Мы стучали кулаками по кабине и орали друг на друга. Даже мощный глас Зуева заглох в общем крике.

Леопард ткнулся носом в железнодорожную насыпь. С одной, стороны кабины вылетел Коля, с другой Малахов.

— Взво-од, за мной!

Наверное, он вообразил, что ведет нас в атаку. А может, это так и было… Мы что есть силы рванули по путям к бензовозу.

— Куда? — закричал Малахов. — К пожарному щиту! Лопаты! Огнетушители!..

Понимаете, комиссар, сейчас мой рассказ кажется вам длинным, а на самом деле все: и гон Леопарда по полю, и наша свара, и бег по путям к пожарному щиту, а от него к бензовозу — заняли не больше пяти минут. Мы потом сами удивлялись — с той минуты, как Мишка в кузове, а Малахов в кабине увидели факел, и до последней, затоптанной искры на земле прошло десять минут. Поразительно, как много человек может сделать за такое мизерное время. Да один рассказ об этом гораздо дольше…

Вовочка и Степа, два Геракла, каким-то чудом сумели своротить и подтащить к бензовозу ящик с песком.

Я схватил огнетушитель и бросился к огню, но Зиберов оттолкнул меня в сторону.

— Дурак! Он счас взорвется!

В это время Коля Степанов взлетел на бензовоз с бушлатом в руках и накрыл горловину. Рядом с ним оказались Малахов и Лозовский, тоже с бушлатами. Факела не стало.

Я оглянулся. Огненные рукава тянулись к составу с мазутом, дожирая по дороге сухие кусты сирени. С каким-то злорадным треском вспыхнул газетный киоск. Я ударил огнетушителем о землю и выпустил пенную струю в огонь. Рядом со мной очутился Степа, тоже с огнетушителем. Другие парни вместе с Вовочкой забрасывали песком огонь на земле. От станции прибежали люди и вместе с нами ликвидировали остатки пожара.

Почему загорелся бензовоз, да еще на станции, где и без состава с мазутом полно горючих материалов, я не знаю. Ведется следствие. Солдатское радио сообщило, что шофер бензовоза испугался и сбежал, вместо того чтобы тушить или угнать машину подальше от опасного соседства.

У Коли ожоги лица и рук.

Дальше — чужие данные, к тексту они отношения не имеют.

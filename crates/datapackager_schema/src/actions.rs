//! Named actions over flat JSON parameters.
//!
//! Hosts that expose schema operations remotely call them by name with a
//! flat parameter object and get JSON back. [`Action`] is the closed set of
//! names; [`ActionDispatcher`] validates parameters and routes to
//! [`SchemaEngine`].

use std::fmt;
use std::str::FromStr;

use datapackager_inference::InferenceMode;
use serde_json::{Map, Value};
use tracing::debug;

use crate::engine::SchemaEngine;
use crate::error::{SchemaError, ValidationError, MISSING_VALUE};
use crate::fields::{required_index, FieldInput};
use crate::keys::ForeignKeyInput;

#[derive(Debug, Clone, Copy, PartialEq, Eq, Hash)]
pub enum Action {
    SchemaShow,
    FieldCreate,
    FieldUpdate,
    FieldDelete,
    FieldShow,
    PkeyShow,
    PkeyUpdate,
    PkeyDelete,
    FkeyShow,
    FkeyCreate,
    FkeyUpdate,
    FkeyDelete,
    SchemaInfer,
    NameSuggest,
}

impl Action {
    pub const ALL: [Action; 14] = [
        Action::SchemaShow,
        Action::FieldCreate,
        Action::FieldUpdate,
        Action::FieldDelete,
        Action::FieldShow,
        Action::PkeyShow,
        Action::PkeyUpdate,
        Action::PkeyDelete,
        Action::FkeyShow,
        Action::FkeyCreate,
        Action::FkeyUpdate,
        Action::FkeyDelete,
        Action::SchemaInfer,
        Action::NameSuggest,
    ];

    pub fn as_str(&self) -> &'static str {
        match self {
            Action::SchemaShow => "resource_schema_show",
            Action::FieldCreate => "resource_schema_field_create",
            Action::FieldUpdate => "resource_schema_field_update",
            Action::FieldDelete => "resource_schema_field_delete",
            Action::FieldShow => "resource_schema_field_show",
            Action::PkeyShow => "resource_schema_pkey_show",
            Action::PkeyUpdate => "resource_schema_pkey_update",
            Action::PkeyDelete => "resource_schema_pkey_delete",
            Action::FkeyShow => "resource_schema_fkey_show",
            Action::FkeyCreate => "resource_schema_fkey_create",
            Action::FkeyUpdate => "resource_schema_fkey_update",
            Action::FkeyDelete => "resource_schema_fkey_delete",
            Action::SchemaInfer => "resource_schema_infer",
            Action::NameSuggest => "resource_name_suggest",
        }
    }
}

impl fmt::Display for Action {
    fn fmt(&self, f: &mut fmt::Formatter<'_>) -> fmt::Result {
        f.write_str(self.as_str())
    }
}

impl FromStr for Action {
    type Err = String;

    fn from_str(s: &str) -> Result<Self, Self::Err> {
        Action::ALL
            .iter()
            .copied()
            .find(|a| a.as_str() == s)
            .ok_or_else(|| format!("Unknown action: '{}'", s))
    }
}

// ============================================================================
// Parameter helpers
// ============================================================================

fn required_str(params: &Map<String, Value>, key: &str) -> Result<String, ValidationError> {
    match params.get(key) {
        Some(Value::String(s)) if !s.trim().is_empty() => Ok(s.trim().to_string()),
        Some(Value::Number(n)) => Ok(n.to_string()),
        _ => Err(ValidationError::single(key, MISSING_VALUE)),
    }
}

fn optional_str(params: &Map<String, Value>, key: &str) -> Option<String> {
    match params.get(key) {
        Some(Value::String(s)) if !s.trim().is_empty() => Some(s.trim().to_string()),
        Some(Value::Number(n)) => Some(n.to_string()),
        _ => None,
    }
}

/// A lone string becomes a one-element list; absent or null is empty.
fn string_list(value: Option<&Value>) -> Vec<String> {
    match value {
        None | Some(Value::Null) => Vec::new(),
        Some(Value::String(s)) if s.trim().is_empty() => Vec::new(),
        Some(Value::String(s)) => vec![s.clone()],
        Some(Value::Array(items)) => items
            .iter()
            .filter_map(|item| match item {
                Value::Null => None,
                Value::String(s) => Some(s.clone()),
                other => Some(other.to_string()),
            })
            .collect(),
        Some(other) => vec![other.to_string()],
    }
}

fn foreign_key_input(params: &Map<String, Value>) -> ForeignKeyInput {
    ForeignKeyInput {
        fields: string_list(params.get("fields")),
        referenced_id: optional_str(params, "referenced_id").unwrap_or_default(),
        referenced_fields: string_list(params.get("referenced_field")),
        fkey_uid: optional_str(params, "fkey_uid"),
    }
}

// ============================================================================
// Dispatcher
// ============================================================================

pub struct ActionDispatcher {
    engine: SchemaEngine,
}

impl ActionDispatcher {
    pub fn new(engine: SchemaEngine) -> Self {
        Self { engine }
    }

    pub fn engine(&self) -> &SchemaEngine {
        &self.engine
    }

    /// Parse `name` and call it.
    pub fn call_named(&self, name: &str, params: &Map<String, Value>) -> Result<Value, SchemaError> {
        let action = name
            .parse::<Action>()
            .map_err(|e| ValidationError::single("action", e))?;
        self.call(action, params)
    }

    pub fn call(&self, action: Action, params: &Map<String, Value>) -> Result<Value, SchemaError> {
        debug!(action = %action, "Dispatching action");

        let engine = &self.engine;
        let resource_id = || required_str(params, "resource_id");

        let result = match action {
            Action::SchemaShow => serde_json::to_value(engine.schema_show(&resource_id()?)?)?,
            Action::FieldCreate => {
                let input = FieldInput::from_params(params);
                serde_json::to_value(engine.field_create(&resource_id()?, input)?)?
            }
            Action::FieldUpdate => {
                let input = FieldInput::from_params(params);
                serde_json::to_value(engine.field_update(&resource_id()?, input)?)?
            }
            Action::FieldDelete => {
                let index = required_index(params.get("index"))?;
                engine.field_delete(&resource_id()?, index)?;
                Value::Null
            }
            Action::FieldShow => {
                let index = required_index(params.get("index"))?;
                serde_json::to_value(engine.field_show(&resource_id()?, index)?)?
            }
            Action::PkeyShow => serde_json::to_value(engine.pkey_show(&resource_id()?)?)?,
            Action::PkeyUpdate => {
                let names = string_list(params.get("primary_key"));
                serde_json::to_value(engine.pkey_update(&resource_id()?, names)?)?
            }
            Action::PkeyDelete => {
                engine.pkey_delete(&resource_id()?)?;
                Value::Null
            }
            Action::FkeyShow => match optional_str(params, "fkey_uid") {
                Some(uid) => serde_json::to_value(engine.fkey_show(&resource_id()?, &uid)?)?,
                None => serde_json::to_value(engine.fkey_list(&resource_id()?)?)?,
            },
            Action::FkeyCreate => {
                serde_json::to_value(engine.fkey_create(&resource_id()?, foreign_key_input(params))?)?
            }
            Action::FkeyUpdate => {
                serde_json::to_value(engine.fkey_update(&resource_id()?, foreign_key_input(params))?)?
            }
            Action::FkeyDelete => {
                let uid = required_str(params, "fkey_uid")?;
                engine.fkey_delete(&resource_id()?, &uid)?;
                Value::Null
            }
            Action::SchemaInfer => {
                let mut options = engine.inference_options().clone();
                if let Some(mode) = optional_str(params, "mode") {
                    options.mode = mode
                        .parse::<InferenceMode>()
                        .map_err(|e| ValidationError::single("mode", e))?;
                }
                // Untrimmed, a literal tab is a valid separator
                if let Some(separator) = params
                    .get("separator")
                    .and_then(Value::as_str)
                    .filter(|s| !s.is_empty())
                {
                    options.separator = Some(parse_separator(separator)?);
                }
                serde_json::to_value(engine.infer_with(&resource_id()?, &options)?)?
            }
            Action::NameSuggest => {
                let url = required_str(params, "url")?;
                Value::String(engine.suggest_name(&url)?)
            }
        };
        Ok(result)
    }
}

/// A separator is one ASCII character; `\t` and `tab` name the tab.
pub fn parse_separator(value: &str) -> Result<u8, ValidationError> {
    match value {
        "\\t" | "tab" => Ok(b'\t'),
        s if s.len() == 1 && s.is_ascii() => Ok(s.as_bytes()[0]),
        _ => Err(ValidationError::single(
            "separator",
            "Must be a single ASCII character",
        )),
    }
}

Сначала его намеревались отправить в гарнизонный госпиталь, но начальник нашего медпункта капитан Саврасов сдался на Колины отчаянные просьбы оставить «дома». Коля так и говорил: «Товарищ капитан, я там от тоски погибну. Оставьте дома»… У лейтенанта ожог над правой бровью. Он пришел в роту из медпункта с повязкой на лбу, в прожженном кителе, чем-то напоминающий Печорина, раненного в бою с чеченцами.

Митяев вскипятил в каптерке громадный жестяной чайник и поил участников «героического рейда» крепчайшим чаем с домашними булочками. Он ходил вокруг нас на мягких лапах, подсовывал «собственноручные» конфеты из ягод в сахаре и смотрел на перебинтованного лейтенанта влюбленными глазами. Знаете, комиссар, в эти минуты он был счастлив. Неужели ему так мало надо?

Парни были возбуждены и без конца припоминали подробности, рисуясь своим хладнокровием и бесстрашием друг перед другом. И никто не вспомнил о постыдной ссоре, когда мы неслись к станции. Не знаю, комиссар, может, так и надо? Не мелочиться? Взглянув случайно на сумрачного Вовочку, я понял, что он думает о том же. И тут я, пожалуй, первый раз пожалел о том, что произошло. Теперь, когда Коля в медпункте, мы остались с ним один на один. Хитроумный идальго Лозовский самоустранился с начала конфликта, не желая выбирать позицию. Я и его понимаю, комиссар. Если бы не Коля, Мишка стоял бы рядом со мною насмерть, не разбираясь, кто из нас с Вовочкой прав. Хорошо это или плохо — другой вопрос. Просто Мишка так понимает дружбу. А Коля внес в его мозги смятение.